You’re making us all look bad

Cringe-worthy Claire

The type of person who will spend 15 minutes of the seminar talking about her boyfriend and all the cutesy things they did at the weekend. Have some dignity girl.

Pondering life without her boyfriend

Mid-module Mandy and Halfway Henry

These guys are soul mates. Mandy turns up in Week 5 and is a great addition to the group. Everyone really welcomes her presence, she has a lot to say for herself and you can’t help but wonder where this conversational gem was hiding for the first 4 weeks.

Halfway Henry on the other hand consistently rocks up 50 minutes late. Your seminar tutor has never said anything but awkwardly acknowledges his arrival with a venomous glance.

The seminar started an hour ago

Elusive Eric

Ah, the one that got away. Elusive Ez turned up to the introductory seminar and since then you’ve only ever encountered him on the d-floor, it’s safe to say he’s never looked back.

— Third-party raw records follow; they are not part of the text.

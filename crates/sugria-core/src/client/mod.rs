//! HTTP clients for the SUGRiA API.
//!
//! The submission pipeline is split in two so the wizard can be driven
//! without a network:
//!
//! ```text
//! SubmissionRecord ──encode──▶ Submission ──Submitter::submit──▶ ServerResponse
//!                   (payload)              (ApiClient / test double)   or SubmitError
//! ```
//!
//! [`ApiClient`] is the production [`Submitter`] built on `reqwest`; it also
//! carries the token-validation and admin calls.

use std::future::Future;

use log::{debug, info, warn};
use reqwest::multipart::{Form, Part};
use serde_json::Value;

use crate::config::ApiConfig;

mod admin;
pub mod errors;
pub mod payload;
mod token;

pub use admin::DownloadedFile;
pub use errors::{classify, humanize, ErrorMessages, SubmitError};
pub use payload::{encode, Body, Method, Submission};

/// Successful API response.
#[derive(Debug, Clone, PartialEq)]
pub struct ServerResponse {
    pub status: u16,
    pub body: Value,
}

impl ServerResponse {
    /// `message` field of the body, if any.
    pub fn message(&self) -> Option<&str> {
        self.body.get("message").and_then(Value::as_str)
    }

    /// Identifier of the created record, when the server returns one.
    pub fn reference(&self) -> Option<String> {
        let data = self.body.get("data")?;
        ["applicationId", "id", "memberId"]
            .iter()
            .find_map(|key| match data.get(key)? {
                Value::String(s) => Some(s.clone()),
                Value::Number(n) => Some(n.to_string()),
                _ => None,
            })
    }
}

/// Sends an encoded submission.
pub trait Submitter {
    fn submit(
        &self,
        submission: &Submission,
    ) -> impl Future<Output = Result<ServerResponse, SubmitError>> + Send;
}

/// Client for the SUGRiA REST API.
#[derive(Debug, Clone)]
pub struct ApiClient {
    config: ApiConfig,
    http: reqwest::Client,
}

impl ApiClient {
    pub fn new(config: ApiConfig) -> Self {
        Self {
            config,
            http: reqwest::Client::new(),
        }
    }

    pub fn config(&self) -> &ApiConfig {
        &self.config
    }

    async fn multipart(
        fields: &[(String, String)],
        files: &[(String, crate::models::FileAttachment)],
    ) -> Result<Form, SubmitError> {
        let mut form = Form::new();
        for (name, value) in fields {
            form = form.text(name.clone(), value.clone());
        }
        for (name, file) in files {
            let bytes = tokio::fs::read(&file.path)
                .await
                .map_err(|e| SubmitError::Unknown {
                    message: format!("Unable to read attached file '{}': {e}", file.file_name),
                })?;
            let part = Part::bytes(bytes)
                .file_name(file.file_name.clone())
                .mime_str(&file.content_type)
                .map_err(|e| SubmitError::Unknown {
                    message: format!("Invalid content type for '{}': {e}", file.file_name),
                })?;
            form = form.part(name.clone(), part);
        }
        Ok(form)
    }
}

impl Submitter for ApiClient {
    async fn submit(&self, submission: &Submission) -> Result<ServerResponse, SubmitError> {
        let url = match &submission.resource {
            Some(resource) => self.config.endpoint_with(&submission.path, resource),
            None => self.config.endpoint(&submission.path),
        };
        info!(
            "Submitting {} form: {} {url}",
            submission.kind.as_str(),
            submission.method.as_str()
        );

        let request = match submission.method {
            Method::Post => self.http.post(&url),
            Method::Put => self.http.put(&url),
        };
        let request = match &submission.body {
            Body::Json(body) => request.json(body),
            Body::Multipart { fields, files } => {
                request.multipart(Self::multipart(fields, files).await?)
            }
        };

        let response = request.send().await.map_err(|e| {
            warn!("Submission request failed: {e}");
            errors::network(submission.kind)
        })?;

        let status = response.status();
        let text = response.text().await.unwrap_or_default();
        if !status.is_success() {
            warn!("Submission rejected with status {status}");
            return Err(classify(submission.kind, status.as_u16(), &text));
        }

        debug!("Submission accepted with status {status}");
        Ok(ServerResponse {
            status: status.as_u16(),
            body: serde_json::from_str(&text).unwrap_or(Value::Null),
        })
    }
}
//! Builder for creating and configuring Portal instances.

use std::path::{Path, PathBuf};

use tokio::task;

use super::Portal;
use crate::{
    db::Database,
    error::{PortalError, Result},
};

/// Builder for creating and configuring Portal instances.
#[derive(Debug, Clone, Default)]
pub struct PortalBuilder {
    database_path: Option<PathBuf>,
    api_url: Option<String>,
}

impl PortalBuilder {
    /// Creates a new builder with default settings.
    pub fn new() -> Self {
        Self::default()
    }

    /// Sets a custom database file path.
    ///
    /// If not specified, uses XDG Base Directory specification:
    /// `$XDG_DATA_HOME/sugria/sugria.db` or `~/.local/share/sugria/sugria.db`
    pub fn with_database_path<P: AsRef<Path>>(mut self, path: Option<P>) -> Self {
        if let Some(path) = path {
            self.database_path = Some(path.as_ref().to_path_buf());
        }
        self
    }

    /// Sets the base API URL. Without one, `SUGRIA_API_URL` is read when an
    /// operation first needs the API.
    pub fn with_api_url<S: Into<String>>(mut self, url: Option<S>) -> Self {
        if let Some(url) = url {
            self.api_url = Some(url.into());
        }
        self
    }

    /// Builds the configured portal instance.
    ///
    /// # Errors
    ///
    /// Returns `PortalError::FileSystem` if the database directory cannot be
    /// created and `PortalError::Database` if schema initialization fails.
    pub async fn build(self) -> Result<Portal> {
        let db_path = match self.database_path {
            Some(path) => path,
            None => Self::default_database_path()?,
        };

        if let Some(parent) = db_path.parent().filter(|p| !p.as_os_str().is_empty()) {
            std::fs::create_dir_all(parent).map_err(|e| PortalError::FileSystem {
                path: parent.to_path_buf(),
                source: e,
            })?;
        }

        let db_path_clone = db_path.clone();
        task::spawn_blocking(move || {
            let _db = Database::new(&db_path_clone)?;
            Ok::<(), PortalError>(())
        })
        .await??;

        Ok(Portal::new(db_path, self.api_url))
    }

    /// Returns the default database path following XDG Base Directory
    /// specification.
    fn default_database_path() -> Result<PathBuf> {
        xdg::BaseDirectories::with_prefix("sugria")
            .place_data_file("sugria.db")
            .map_err(|e| PortalError::XdgDirectory(e.to_string()))
    }
}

This is what Eric’s doing during your 9am seminar

Two Pence Terry

Mutters a sentence every half an hour. Makes a solid contribution, sometimes revolutionary. You can tell he’s ridiculously intelligent but are well aware he’s keeping the real gold under wraps for his essay-writing. Stingey bastard.

Awkward Andy

Poor fella. Always stumbling on his words and never quite able to make a coherent point. We’ve all been there, you think of a great argument but mid-articulation trip up and are left-red-faced with a bruised ego.

A moment of silence for the Awkward Andys out there, if you will.

Off-on-a-Tangent Trisha

Constantly off topic, but her digressions serve as well-needed relief from the intensity of those ‘meaning of life’ questions that often crop up. Without Trish you’d be lost in a wilderness of unrelenting academia.

Let’s talk Broadchurch 

Offensive Olivia

Always manages to say the wrong thing at the wrong time. People have left the room in tears and been referred to counselors because of her brutal opinions.